Behçet's disease (BD) is a multisystem inflammatory disorder characterized by orogenital ulcerations, ocular manifestations, arthritis, and vasculitis. The disease follows a relapsing-remitting course and its pathogenesis is unknown. Genetic predisposition and immune-dysregulation involving gamma delta (γδ) T cells are reported to have a role. γδ T cells are atypical T cells, which represent a small proportion of total lymphocytes. They have features of both innate and adaptive immunity and express characteristics of conventional T cells, natural killer cells, and myeloid antigen presenting cells. These unconventional T cells are found in the inflammatory BD lesions and have been suggested to be responsible for inducing and/or maintaining the proinflammatory environment characteristic of the disease. Over the last 20 years there has been much interest in the role of γδ T cells in BD. We review the literature and discuss the roles that γδ T cells may play in BD pathogenesis.

Figure 1

Schematic diagram of the potential interaction of neutrophils, monocytes, and DCs with γδ T cells in BD. An infectious trigger (e.g., microbes) results in extravasation of neutrophils and following phagocytosis of the invading microbes, neutrophils release traces of HMB-PP into the microenvironment where γδ T cells sense it.
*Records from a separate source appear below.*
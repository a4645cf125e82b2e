//! Advances active intentions through per-role handlers.

use rand::{Rng, RngCore};
use serde::{Deserialize, Serialize};
use std::collections::HashMap;
use tracing::{debug, info, warn};

use crate::analysis::VideoAnalyzer;
use crate::belief::BeliefStore;
use crate::desire::DesireSet;
use crate::directory::{Directory, Role};
use crate::intention::{IntentionStatus, IntentionTable};
use crate::message::Message;
use crate::predicate::GoalPredicate;
use crate::types::AgentId;

#[derive(Debug, Clone, Copy, PartialEq, Serialize, Deserialize)]
pub struct Tuning {
    pub virality_probability: f64,
    pub feedback_arrival_probability: f64,
    pub feedback_threshold: usize,
}

impl Default for Tuning {
    fn default() -> Self {
        Self {
            virality_probability: 0.4,
            feedback_arrival_probability: 0.2,
            feedback_threshold: 2,
        }
    }
}

#[derive(Debug, Clone, PartialEq, Eq)]
pub enum StepOutcome {
    Achieved,
    Pending,
    Failed(String),
}

/// Everything a handler may read or change while advancing one intention.
pub struct ExecContext<'a> {
    pub agent: &'a AgentId,
    pub beliefs: &'a mut BeliefStore,
    pub desires: &'a mut DesireSet,
    pub directory: &'a Directory,
    pub tuning: &'a Tuning,
    pub analyzer: &'a dyn VideoAnalyzer,
    rng: &'a mut dyn RngCore,
    outbox: Vec<Message>,
}

impl<'a> ExecContext<'a> {
    #[allow(clippy::too_many_arguments)]
    pub fn new(
        agent: &'a AgentId,
        beliefs: &'a mut BeliefStore,
        desires: &'a mut DesireSet,
        directory: &'a Directory,
        tuning: &'a Tuning,
        analyzer: &'a dyn VideoAnalyzer,
        rng: &'a mut dyn RngCore,
    ) -> Self {
        Self {
            agent,
            beliefs,
            desires,
            directory,
            tuning,
            analyzer,
            rng,
            outbox: Vec::new(),
        }
    }

    pub fn roll(&mut self) -> f64 {
        self.rng.gen::<f64>()
    }

    pub fn chance(&mut self, p: f64) -> bool {
        self.roll() < p
    }

    pub fn pick<'s, T>(&mut self, items: &'s [T]) -> Option<&'s T> {
        if items.is_empty() {
            return None;
        }
        let index = self.rng.gen_range(0..items.len());
        items.get(index)
    }

    pub fn address(&self, role: Role) -> AgentId {
        self.directory.address(role)
    }

    /// Queue a message. Queued messages go out once every intention was visited.
    pub fn send(&mut self, message: Message) {
        let mut message = message;
        if message.sender.is_none() {
            message.sender = Some(self.agent.clone());
        }
        self.outbox.push(message);
    }

    pub fn take_outbox(&mut self) -> Vec<Message> {
        std::mem::take(&mut self.outbox)
    }
}

type Handler = Box<dyn Fn(&GoalPredicate, &mut ExecContext<'_>) -> StepOutcome + Send + Sync>;

#[derive(Default)]
pub struct HandlerRegistry {
    handlers: HashMap<String, Handler>,
}

impl HandlerRegistry {
    pub fn new() -> Self {
        Self::default()
    }

    pub fn register<F>(&mut self, predicate: impl Into<String>, handler: F)
    where
        F: Fn(&GoalPredicate, &mut ExecContext<'_>) -> StepOutcome + Send + Sync + 'static,
    {
        self.handlers.insert(predicate.into(), Box::new(handler));
    }

    pub fn with<F>(mut self, predicate: impl Into<String>, handler: F) -> Self
    where
        F: Fn(&GoalPredicate, &mut ExecContext<'_>) -> StepOutcome + Send + Sync + 'static,
    {
        self.register(predicate, handler);
        self
    }

    pub fn contains(&self, predicate: &str) -> bool {
        self.handlers.contains_key(predicate)
    }

    pub fn len(&self) -> usize {
        self.handlers.len()
    }

    pub fn is_empty(&self) -> bool {
        self.handlers.is_empty()
    }

    fn get(&self, predicate: &str) -> Option<&Handler> {
        self.handlers.get(predicate)
    }
}

impl std::fmt::Debug for HandlerRegistry {
    fn fmt(&self, f: &mut std::fmt::Formatter<'_>) -> std::fmt::Result {
        let mut names: Vec<&String> = self.handlers.keys().collect();
        names.sort();
        f.debug_struct("HandlerRegistry")
            .field("handlers", &names)
            .finish()
    }
}

#[derive(Debug, Clone, Default, PartialEq)]
pub struct ExecutionReport {
    pub achieved: Vec<String>,
    pub failed: Vec<(String, String)>,
    /// Goals that stalled for the first time this cycle.
    pub stalled: Vec<String>,
    pub outbox: Vec<Message>,
}

/// Runs one execution pass over the active intentions, then prunes finished ones.
///
/// Dispatch uses the predicate name of the bound plan; the handler receives
/// the desire's parsed goal.
pub fn execute(
    intentions: &mut IntentionTable,
    handlers: &HandlerRegistry,
    ctx: &mut ExecContext<'_>,
) -> ExecutionReport {
    let mut report = ExecutionReport::default();
    let agent = ctx.agent.clone();

    for id in intentions.active_ids() {
        let Some(intention) = intentions.get_mut(&id) else {
            continue;
        };

        let Some(handler) = handlers.get(intention.plan.trigger().name()) else {
            if intention.report_stall() {
                warn!(
                    agent_id = %agent,
                    goal = %intention.goal(),
                    plan = %intention.plan.name,
                    "No handler for intention, it will stay active"
                );
                report.stalled.push(intention.goal().to_string());
            } else {
                debug!(agent_id = %agent, goal = %intention.goal(), "Intention still stalled");
            }
            continue;
        };

        let goal = intention.desire.predicate().clone();
        match handler(&goal, ctx) {
            StepOutcome::Achieved => {
                info!(agent_id = %agent, goal = %intention.goal(), "Intention achieved");
                intention.status = IntentionStatus::Achieved;
                report.achieved.push(intention.goal().to_string());
            }
            StepOutcome::Pending => {}
            StepOutcome::Failed(reason) => {
                warn!(agent_id = %agent, goal = %intention.goal(), reason = %reason, "Intention failed");
                report
                    .failed
                    .push((intention.goal().to_string(), reason.clone()));
                intention.status = IntentionStatus::Failed { reason };
            }
        }
    }

    let retired = intentions.prune();
    if !retired.is_empty() {
        debug!(agent_id = %agent, count = retired.len(), "Retired intentions");
    }

    report.outbox = ctx.take_outbox();
    report
}

#[cfg(test)]
mod tests {
    use super::*;
    use crate::analysis::RandomAnalyzer;
    use crate::desire::Desire;
    use crate::intention::Intention;
    use crate::message::{ontology, Performative};
    use crate::plan::Plan;
    use rand::rngs::StdRng;
    use rand::SeedableRng;

    struct Fixture {
        agent: AgentId,
        beliefs: BeliefStore,
        desires: DesireSet,
        directory: Directory,
        tuning: Tuning,
        analyzer: RandomAnalyzer,
        rng: StdRng,
    }

    impl Fixture {
        fn new() -> Self {
            Self {
                agent: AgentId::new("tester"),
                beliefs: BeliefStore::new(),
                desires: DesireSet::new(),
                directory: Directory::default(),
                tuning: Tuning::default(),
                analyzer: RandomAnalyzer::new(0),
                rng: StdRng::seed_from_u64(0),
            }
        }

        fn ctx(&mut self) -> ExecContext<'_> {
            ExecContext::new(
                &self.agent,
                &mut self.beliefs,
                &mut self.desires,
                &self.directory,
                &self.tuning,
                &self.analyzer,
                &mut self.rng,
            )
        }
    }

    fn bind(table: &mut IntentionTable, goal: &str, predicate: &str) {
        table.insert(Intention::new(
            Desire::new(goal, 1.0),
            Plan::new("P", predicate),
        ));
    }

    fn registry() -> HandlerRegistry {
        HandlerRegistry::new()
            .with("mark", |goal, ctx| {
                ctx.beliefs.add(format!("marked({})", goal.arg(0).unwrap_or("")));
                StepOutcome::Achieved
            })
            .with("wait", |_, _| StepOutcome::Pending)
            .with("break", |_, _| StepOutcome::Failed("broken".into()))
            .with("notify", |_, ctx| {
                let to = ctx.address(Role::Creator);
                ctx.send(Message::new(to, Performative::Inform, ontology::VIDEO_ANALYSIS));
                StepOutcome::Achieved
            })
    }

    #[test]
    fn test_outcomes_and_pruning() {
        let mut fx = Fixture::new();
        let mut table = IntentionTable::new();
        bind(&mut table, "mark(v1)", "mark");
        bind(&mut table, "wait(v1)", "wait");
        bind(&mut table, "break(v1)", "break");

        let handlers = registry();
        let report = execute(&mut table, &handlers, &mut fx.ctx());

        assert_eq!(report.achieved, vec!["mark(v1)"]);
        assert_eq!(report.failed, vec![("break(v1)".to_string(), "broken".to_string())]);
        assert_eq!(table.len(), 1);
        assert!(table.has_active("wait(v1)"));
        assert!(fx.beliefs.has("marked(v1)"));
    }

    #[test]
    fn test_stall_reported_once() {
        let mut fx = Fixture::new();
        let mut table = IntentionTable::new();
        bind(&mut table, "mystery(1)", "mystery");
        let handlers = registry();

        let first = execute(&mut table, &handlers, &mut fx.ctx());
        let second = execute(&mut table, &handlers, &mut fx.ctx());

        assert_eq!(first.stalled, vec!["mystery(1)"]);
        assert!(second.stalled.is_empty());
        assert!(table.has_active("mystery(1)"));
    }

    #[test]
    fn test_dispatch_uses_bound_plan() {
        let mut fx = Fixture::new();
        let mut table = IntentionTable::new();
        // Bound the way substring matching would bind it.
        bind(&mut table, "remark(v2)", "mark");
        let report = execute(&mut table, &registry(), &mut fx.ctx());
        assert_eq!(report.achieved, vec!["remark(v2)"]);
        assert!(fx.beliefs.has("marked(v2)"));
    }

    #[test]
    fn test_outbox_collected_with_sender() {
        let mut fx = Fixture::new();
        let mut table = IntentionTable::new();
        bind(&mut table, "notify", "notify");
        let report = execute(&mut table, &registry(), &mut fx.ctx());
        assert_eq!(report.outbox.len(), 1);
        assert_eq!(report.outbox[0].to, AgentId::new("creator"));
        assert_eq!(report.outbox[0].sender, Some(AgentId::new("tester")));
    }

    #[test]
    fn test_chance_bounds() {
        let mut fx = Fixture::new();
        let mut ctx = fx.ctx();
        assert!(!ctx.chance(0.0));
        assert!(ctx.chance(1.0));
        assert!(ctx.pick::<u8>(&[]).is_none());
    }
}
Monocytes then might take up or bind this soluble HMB-PP and present it to γδ T cells. This interaction triggers TNFα secretion, a proinflammatory cytokine along with other similar cytokines including IFNγ which promotes γδ T cell expansion and drive local chemokine (CXCL8) production that further recruits new neutrophils and monocytes to the site of infection. In addition, activated γδ T cells keep providing survival and activation signals to the newly recruited neutrophils and monocytes by secreting TNFα. Furthermore, activated γδ T cells present antigen to DCs and thus initiate Th1, Th2, and Th17 differentiation and proliferation. Even if the infectious trigger is in the form of a non-HMB-PP source such as HSP60/65, γδ T cells can again respond by expanding and keep the interaction active with the neighbouring cells.